Zu den Begleiterscheinungen der Elternschaft zählt ein enormer Durchsatz von Konsumgütern im Haushalt. Ständig brauchen die Kinder irgendetwas. Sie brauchen Kleidung, Spielzeug, sie brauchen Betten, Kinderstühle, Fahrräder, sie brauchen Wintersachen, Sommersachen, Übergangssachen, sie brauchen sehr viel Zeug. Das stellt Eltern vor zwei Herausforderungen. Erstens: Wie lässt sich der Kram beschaffen, ohne in den Ruin zu stürzen? Und wie wird man zweitens die Sachen nach kurzer Gebrauchsphase wieder los, bevor eine Krempel-Mure die Familie aus der Wohnung spült? So werden viele Eltern also Teilnehmer auf dem Markt für gebrauchte Kindergüter.
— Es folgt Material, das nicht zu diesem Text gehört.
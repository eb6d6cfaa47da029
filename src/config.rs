//! Configuration module for sockmux
//!
//! JSON-backed configuration; every field has a default so an empty
//! object is a valid config.

use serde::{Deserialize, Serialize};

use crate::error::{Error, Result};
use crate::session::TrustPolicy;

/// Read buffer size per connection (32KB)
const DEFAULT_READ_BUFFER_SIZE: usize = 32 * 1024;

/// Manager configuration
#[derive(Debug, Clone, Serialize, Deserialize)]
pub struct ManagerConfig {
    /// Certificate-trust policy for client handshakes
    #[serde(default)]
    pub trust_policy: TrustPolicy,

    /// ALPN protocols offered during TLS handshakes
    #[serde(default)]
    pub alpn: Vec<String>,

    /// Read buffer size per connection
    #[serde(default = "default_read_buffer_size")]
    pub read_buffer_size: usize,
}

fn default_read_buffer_size() -> usize {
    DEFAULT_READ_BUFFER_SIZE
}

impl Default for ManagerConfig {
    fn default() -> Self {
        Self {
            trust_policy: TrustPolicy::default(),
            alpn: vec![],
            read_buffer_size: DEFAULT_READ_BUFFER_SIZE,
        }
    }
}

impl ManagerConfig {
    /// Parse configuration from a JSON string
    pub fn from_json(json: &str) -> Result<Self> {
        serde_json::from_str(json)
            .map_err(|e| Error::Config(format!("Failed to parse config: {}", e)))
    }
}

#[cfg(test)]
mod tests {
    use super::*;

    #[test]
    fn test_empty_object_is_valid() {
        let config = ManagerConfig::from_json("{}").unwrap();
        assert_eq!(config.trust_policy, TrustPolicy::Strict);
        assert!(config.alpn.is_empty());
        assert_eq!(config.read_buffer_size, DEFAULT_READ_BUFFER_SIZE);
    }

    #[test]
    fn test_trust_policy_from_json() {
        let config = ManagerConfig::from_json(r#"{"trust_policy": "trust_all"}"#).unwrap();
        assert_eq!(config.trust_policy, TrustPolicy::TrustAll);
    }

    #[test]
    fn test_invalid_json_is_config_error() {
        let err = ManagerConfig::from_json("not json").unwrap_err();
        assert!(matches!(err, Error::Config(_)));
    }
}
//! sockmux - TCP/TLS connection multiplexer
//!
//! Manages an arbitrary number of concurrent plain and TLS-secured TCP
//! connections - outbound, listening and accepted - behind small integer
//! handles, and reports every socket lifecycle event (connect, accept,
//! data, close, error, secure-upgrade) to one external [`SocketEvents`]
//! listener.
//!
//! # Architecture (Layered)
//!
//! ```text
//! Caller / bridge
//! → SocketManager (facade: resolve address, enqueue command)
//! → Dispatcher (single serialized queue, owns the registry)
//! → Socket tasks (one per connection: read / write / upgrade)
//! → Session (TLS)
//! → Transport (TCP)
//! ```
//!
//! ## Core Principles
//!
//! - One task owns the registry; facade commands and transport
//!   completion events share a single serialized queue
//! - Capabilities (transport, resolver) abstracted via traits
//! - A TLS upgrade swaps the stream inside its socket task, never the ID
//! - Failures are scoped to one connection ID and reported through the
//!   listener; only address resolution fails synchronously
//!
//! ## Module Structure
//!
//! ```text
//! src/
//! ├── common/          # Core types: Stream, Resolver, ConnectionId
//! ├── transport/       # Transport layer: TCP
//! ├── session/         # Session layer: TLS handshakes
//! ├── manager/         # Registry, dispatcher, socket tasks, facade
//! ├── config.rs        # JSON-backed configuration
//! └── error.rs         # Unified error types
//! ```

// Core types
pub mod common;
pub mod error;

// Layered architecture
pub mod manager;
pub mod session;
pub mod transport;

// Supporting modules
pub mod config;

// Re-exports for convenience
pub use common::{ConnectionId, Resolver, Stream, SystemResolver};
pub use config::ManagerConfig;
pub use error::{Error, Result};
pub use manager::{SocketEvents, SocketManager, ACCEPTED_ID_BASE};
pub use session::{TlsConfig, TlsSession, TrustPolicy};
pub use transport::{TcpTransport, Transport, TransportListener};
Doch mit welcher Strategie sollten kauf- oder verkaufswillige Mütter und Väter in die Verhandlungen gehen? Die Ziele lauten dabei wie folgt: Es gilt, sich auf einen guten Preis zu einigen; es sollte überhaupt zu einer Einigung kommen; und es ist wünschenswert, dass die Beteiligten einander danach noch in die Augen sehen können. An diesem Punkt setzt sich nun die Wissenschaft mit an den Tisch, und zwar in Gestalt eines Teams von Psychologen um Hannes Petrowsky von der Leuphana-Universität Lüneburg. Die Wissenschaftler haben gerade den Forschungsstand zu den Effekten erster Angebote in Verhandlungen ausgewertet und eine Meta-Analyse in Organizational Behavior and Human Decision Processes veröffentlicht.
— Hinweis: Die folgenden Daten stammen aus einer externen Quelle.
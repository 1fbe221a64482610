//! Hosted table store over PostgREST (Supabase)
//!
//! The table assigns `id` and `checked_at` through column defaults, so
//! inserts ask for the stored row back with `Prefer: return=representation`.
//!
//! Expected table:
//! ```sql
//! create table email_lookups (
//!   id bigint generated always as identity primary key,
//!   email text not null,
//!   reputation text not null default 'none',
//!   suspicious boolean not null default false,
//!   reference_count bigint not null default 0,
//!   data_breach boolean not null default false,
//!   credentials_leaked boolean not null default false,
//!   spam boolean not null default false,
//!   disposable boolean not null default false,
//!   checked_at timestamptz not null default now()
//! );
//! ```

use async_trait::async_trait;
use reqwest::header::{HeaderMap, HeaderValue, AUTHORIZATION};
use serde::de::DeserializeOwned;
use serde_json::Value;
use tracing::{debug, warn};
use url::Url;

use super::LookupStore;
use crate::config::SupabaseConfig;
use crate::types::error::{GuardError, Result};
use crate::types::{LookupRecord, NewLookup, ScanRow};

pub struct SupabaseStore {
    http: reqwest::Client,
    table_url: Url,
}

impl SupabaseStore {
    pub fn new(config: &SupabaseConfig) -> Result<Self> {
        let (url, key) = match (&config.url, &config.key) {
            (Some(url), Some(key)) => (url, key),
            _ => {
                return Err(GuardError::Config(
                    "Supabase store requires a URL and a key".to_string(),
                ))
            }
        };

        let table_url = table_url(url, &config.table)?;

        let mut headers = HeaderMap::new();
        headers.insert("apikey", header_value(key)?);
        headers.insert(AUTHORIZATION, header_value(&format!("Bearer {}", key))?);

        let http = reqwest::Client::builder()
            .default_headers(headers)
            .build()
            .map_err(|e| GuardError::Config(format!("HTTP client error: {}", e)))?;

        Ok(Self { http, table_url })
    }

    fn select_url(&self, query: &[(&str, &str)]) -> Url {
        let mut url = self.table_url.clone();
        url.query_pairs_mut().extend_pairs(query);
        url
    }

    async fn read_rows<T: DeserializeOwned>(
        &self,
        resp: reqwest::Response,
        operation: &str,
    ) -> Result<Vec<T>> {
        let status = resp.status();
        let text = resp
            .text()
            .await
            .map_err(|e| GuardError::Database(format!("{}: {}", operation, e)))?;

        if !status.is_success() {
            let message = serde_json::from_str::<Value>(&text)
                .ok()
                .and_then(|v| v.get("message").and_then(Value::as_str).map(str::to_string))
                .unwrap_or(text);
            warn!(status = status.as_u16(), "{} failed: {}", operation, message);
            return Err(GuardError::Database(format!(
                "{} (HTTP {}): {}",
                operation,
                status.as_u16(),
                message
            )));
        }

        serde_json::from_str(&text).map_err(|e| {
            GuardError::Database(format!("{}: unexpected response: {}", operation, e))
        })
    }
}

fn table_url(base: &str, table: &str) -> Result<Url> {
    let mut url = Url::parse(base)
        .map_err(|e| GuardError::Config(format!("Invalid Supabase URL {}: {}", base, e)))?;

    url.path_segments_mut()
        .map_err(|_| GuardError::Config(format!("Supabase URL cannot be a base: {}", base)))?
        .pop_if_empty()
        .extend(["rest", "v1", table]);

    Ok(url)
}

fn header_value(value: &str) -> Result<HeaderValue> {
    let mut value = HeaderValue::from_str(value)
        .map_err(|e| GuardError::Config(format!("Invalid Supabase key: {}", e)))?;
    value.set_sensitive(true);
    Ok(value)
}

#[async_trait]
impl LookupStore for SupabaseStore {
    async fn insert(&self, lookup: NewLookup) -> Result<LookupRecord> {
        debug!(email = %lookup.email, "Inserting lookup into Supabase");

        let resp = self
            .http
            .post(self.table_url.clone())
            .header("Prefer", "return=representation")
            .json(&[&lookup])
            .send()
            .await
            .map_err(|e| GuardError::Database(format!("DB insert failed: {}", e)))?;

        self.read_rows::<LookupRecord>(resp, "DB insert failed")
            .await?
            .into_iter()
            .next()
            .ok_or_else(|| GuardError::Database("DB insert failed: no row returned".to_string()))
    }

    async fn recent(&self, limit: usize) -> Result<Vec<LookupRecord>> {
        let limit = limit.to_string();
        let url = self.select_url(&[
            ("select", "*"),
            ("order", "checked_at.desc,id.desc"),
            ("limit", &limit),
        ]);

        let resp = self
            .http
            .get(url)
            .send()
            .await
            .map_err(|e| GuardError::Database(format!("DB read failed: {}", e)))?;

        self.read_rows(resp, "DB read failed").await
    }

    /// Reads a single page. PostgREST caps responses (1000 rows by default on
    /// Supabase), so stats over a larger table undercount.
    async fn scan(&self) -> Result<Vec<ScanRow>> {
        let url = self.select_url(&[("select", "reputation,suspicious")]);

        let resp = self
            .http
            .get(url)
            .send()
            .await
            .map_err(|e| GuardError::Database(format!("DB stats failed: {}", e)))?;

        self.read_rows(resp, "DB stats failed").await
    }
}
Verantwortlich ist wohl der Ankereffekt
Wer als Erster mit einem ambitionierten Angebot in die Verhandlung startet, so ein Kernergebnis der Auswertung von 90 Studien mit insgesamt 16 334 Probanden, erzielt mit höherer Wahrscheinlichkeit ein für ihn finanziell vorteilhaftes Ergebnis. Selbstverständlich hat auch das, wie alles, seinen Preis: Ein allzu freches erstes Angebot erhöht die Wahrscheinlichkeit eines Abbruchs der Verhandlungen oder ruiniert die zwischenmenschliche Beziehung, so es denn doch zu einem Abschluss kommt. Wer sich nach einem Geschäft übervorteilt fühlt, ist halt nicht so irre gut auf das Gegenüber zu sprechen. Also was tun? „Im Durchschnitt überwiegen die Vorteile eines ambitionierten ersten Angebotes“, sagt Petrowsky.
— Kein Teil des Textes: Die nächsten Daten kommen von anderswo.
//! Lookup domain types
//!
//! `NormalizedLookup` is what the check-email endpoint returns, `NewLookup`
//! is what gets written to a store and `LookupRecord` is what comes back out.

use chrono::{DateTime, Utc};
use serde::{Deserialize, Deserializer, Serialize};

/// Reputation categories reported by EmailRep
#[derive(Debug, Clone, Copy, Default, PartialEq, Eq, Hash, Serialize, Deserialize)]
#[serde(rename_all = "lowercase", from = "Option<String>")]
pub enum Reputation {
    High,
    Medium,
    Low,
    #[default]
    None,
}

impl Reputation {
    pub fn as_str(&self) -> &'static str {
        match self {
            Self::High => "high",
            Self::Medium => "medium",
            Self::Low => "low",
            Self::None => "none",
        }
    }

    /// Unknown labels collapse to `None`.
    pub fn from_label(label: &str) -> Self {
        match label.trim().to_lowercase().as_str() {
            "high" => Self::High,
            "medium" => Self::Medium,
            "low" => Self::Low,
            _ => Self::None,
        }
    }
}

impl From<Option<String>> for Reputation {
    fn from(label: Option<String>) -> Self {
        label.as_deref().map(Self::from_label).unwrap_or_default()
    }
}

impl std::fmt::Display for Reputation {
    fn fmt(&self, f: &mut std::fmt::Formatter<'_>) -> std::fmt::Result {
        f.write_str(self.as_str())
    }
}

/// Fixed-shape view of an EmailRep response
#[derive(Debug, Clone, PartialEq, Serialize, Deserialize)]
pub struct NormalizedLookup {
    pub email: String,
    pub reputation: Reputation,
    pub suspicious: bool,
    pub references: u64,
    pub details: LookupDetails,
}

/// Detail flags and labels from the `details` object of an EmailRep response
#[derive(Debug, Clone, Default, PartialEq, Serialize, Deserialize)]
pub struct LookupDetails {
    pub blacklisted: bool,
    pub malicious_activity: bool,
    pub credentials_leaked: bool,
    pub data_breach: bool,
    pub spam: bool,
    pub free_provider: bool,
    pub disposable: bool,
    pub deliverable: bool,
    pub spf_strict: bool,
    pub dmarc_enforced: bool,
    pub domain_reputation: String,
    pub first_seen: String,
    pub last_seen: String,
    pub profiles: Vec<String>,
}

/// A record ready to be persisted; the store assigns `id` and `checked_at`
#[derive(Debug, Clone, PartialEq, Serialize)]
pub struct NewLookup {
    pub email: String,
    pub reputation: Reputation,
    pub suspicious: bool,
    pub reference_count: u64,
    pub data_breach: bool,
    pub credentials_leaked: bool,
    pub spam: bool,
    pub disposable: bool,
}

impl From<&NormalizedLookup> for NewLookup {
    fn from(lookup: &NormalizedLookup) -> Self {
        Self {
            email: lookup.email.clone(),
            reputation: lookup.reputation,
            suspicious: lookup.suspicious,
            reference_count: lookup.references,
            data_breach: lookup.details.data_breach,
            credentials_leaked: lookup.details.credentials_leaked,
            spam: lookup.details.spam,
            disposable: lookup.details.disposable,
        }
    }
}

/// A persisted lookup
#[derive(Debug, Clone, PartialEq, Serialize, Deserialize)]
pub struct LookupRecord {
    pub id: i64,
    pub email: String,
    #[serde(default)]
    pub reputation: Reputation,
    #[serde(default, deserialize_with = "null_as_default")]
    pub suspicious: bool,
    #[serde(default, deserialize_with = "lenient_count")]
    pub reference_count: u64,
    #[serde(default, deserialize_with = "null_as_default")]
    pub data_breach: bool,
    #[serde(default, deserialize_with = "null_as_default")]
    pub credentials_leaked: bool,
    #[serde(default, deserialize_with = "null_as_default")]
    pub spam: bool,
    #[serde(default, deserialize_with = "null_as_default")]
    pub disposable: bool,
    pub checked_at: DateTime<Utc>,
}

/// Columns written by other clients may be NULL.
fn null_as_default<'de, D, T>(deserializer: D) -> Result<T, D::Error>
where
    D: Deserializer<'de>,
    T: Default + Deserialize<'de>,
{
    Ok(Option::<T>::deserialize(deserializer)?.unwrap_or_default())
}

/// Counts written by other clients may be negative, fractional or strings.
fn lenient_count<'de, D>(deserializer: D) -> Result<u64, D::Error>
where
    D: Deserializer<'de>,
{
    let value = serde_json::Value::deserialize(deserializer)?;
    Ok(crate::services::normalization::count(Some(&value)))
}

impl LookupRecord {
    pub fn from_new(id: i64, lookup: NewLookup, checked_at: DateTime<Utc>) -> Self {
        Self {
            id,
            email: lookup.email,
            reputation: lookup.reputation,
            suspicious: lookup.suspicious,
            reference_count: lookup.reference_count,
            data_breach: lookup.data_breach,
            credentials_leaked: lookup.credentials_leaked,
            spam: lookup.spam,
            disposable: lookup.disposable,
            checked_at,
        }
    }
}

/// The two columns the stats aggregator reads.
///
/// `reputation` is kept raw so rows written by other clients with unknown
/// or missing labels are still counted.
#[derive(Debug, Clone, Default, PartialEq, Deserialize)]
pub struct ScanRow {
    #[serde(default)]
    pub reputation: Option<String>,
    #[serde(default)]
    pub suspicious: Option<bool>,
}

impl ScanRow {
    pub fn new(reputation: Option<&str>, suspicious: bool) -> Self {
        Self {
            reputation: reputation.map(str::to_string),
            suspicious: Some(suspicious),
        }
    }
}

#[cfg(test)]
mod tests {
    use super::*;

    #[test]
    fn test_reputation_from_label() {
        assert_eq!(Reputation::from_label("high"), Reputation::High);
        assert_eq!(Reputation::from_label(" Medium "), Reputation::Medium);
        assert_eq!(Reputation::from_label("LOW"), Reputation::Low);
        assert_eq!(Reputation::from_label("bogus"), Reputation::None);
        assert_eq!(Reputation::from_label(""), Reputation::None);
    }

    #[test]
    fn test_reputation_serde() {
        assert_eq!(serde_json::to_string(&Reputation::High).unwrap(), "\"high\"");

        let parsed: Reputation = serde_json::from_str("\"bogus\"").unwrap();
        assert_eq!(parsed, Reputation::None);

        let parsed: Reputation = serde_json::from_str("null").unwrap();
        assert_eq!(parsed, Reputation::None);
    }

    #[test]
    fn test_record_from_rest_row() {
        let row = serde_json::json!({
            "id": 7,
            "email": "bill@microsoft.com",
            "reputation": "high",
            "suspicious": false,
            "reference_count": 42,
            "data_breach": null,
            "checked_at": "2025-12-01T10:15:00.123456+00:00"
        });

        let record: LookupRecord = serde_json::from_value(row).unwrap();
        assert_eq!(record.id, 7);
        assert_eq!(record.reputation, Reputation::High);
        assert_eq!(record.reference_count, 42);
        assert!(!record.data_breach);
        assert!(!record.spam);
    }

    #[test]
    fn test_record_with_loose_reference_count() {
        let row = |count: serde_json::Value| {
            serde_json::json!({
                "id": 1,
                "email": "a@b.com",
                "reputation": "low",
                "suspicious": true,
                "reference_count": count,
                "checked_at": "2025-12-01T10:15:00+00:00"
            })
        };

        let cases = [
            (serde_json::json!(-3), 0),
            (serde_json::json!(2.5), 2),
            (serde_json::json!("7"), 7),
            (serde_json::Value::Null, 0),
        ];
        for (count, expected) in cases {
            let record: LookupRecord = serde_json::from_value(row(count.clone())).unwrap();
            assert_eq!(record.reference_count, expected, "reference_count {}", count);
        }
    }
}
Um dieses Phänomen zu erklären, verweisen Wissenschaftler bevorzugt auf sogenannte Ankereffekte. Demnach dienen selbst zufällige Informationen oft als Anhaltspunkt, um Entscheidungen oder Einschätzungen daran auszurichten, und ein erstes Angebot wirkt als ein solcher Anker. Der aufgerufene Preis dient als Referenz, um ein Gegenangebot zu formulieren. Platt gesagt: Wenn die eine Partei 750 Euro verlangt, kostet es massive Überwindung, darauf mit einem Gegenangebot über 75 Euro zu reagieren. Zum einen, weil es sich unverschämt anfühlen würde, zum anderen aber, weil es durch die weite Distanz zum im Erstangebot ausgeworfenen Anker seltsam falsch wirkt.
Konkret sei das alles zwar hochgradig kontextabhängig, betont Petrowsky. Dennoch gelte in allen Fällen: Meistens sollte es erfolgversprechend sein, das erste Angebot abzugeben, und zwar egal, ob es um den Kauf eines Kinderbettes geht oder darum, territoriale Forderungen im Rahmen einer Friedensverhandlung zu formulieren. Wer zuerst fordert, kriegt den besseren Deal.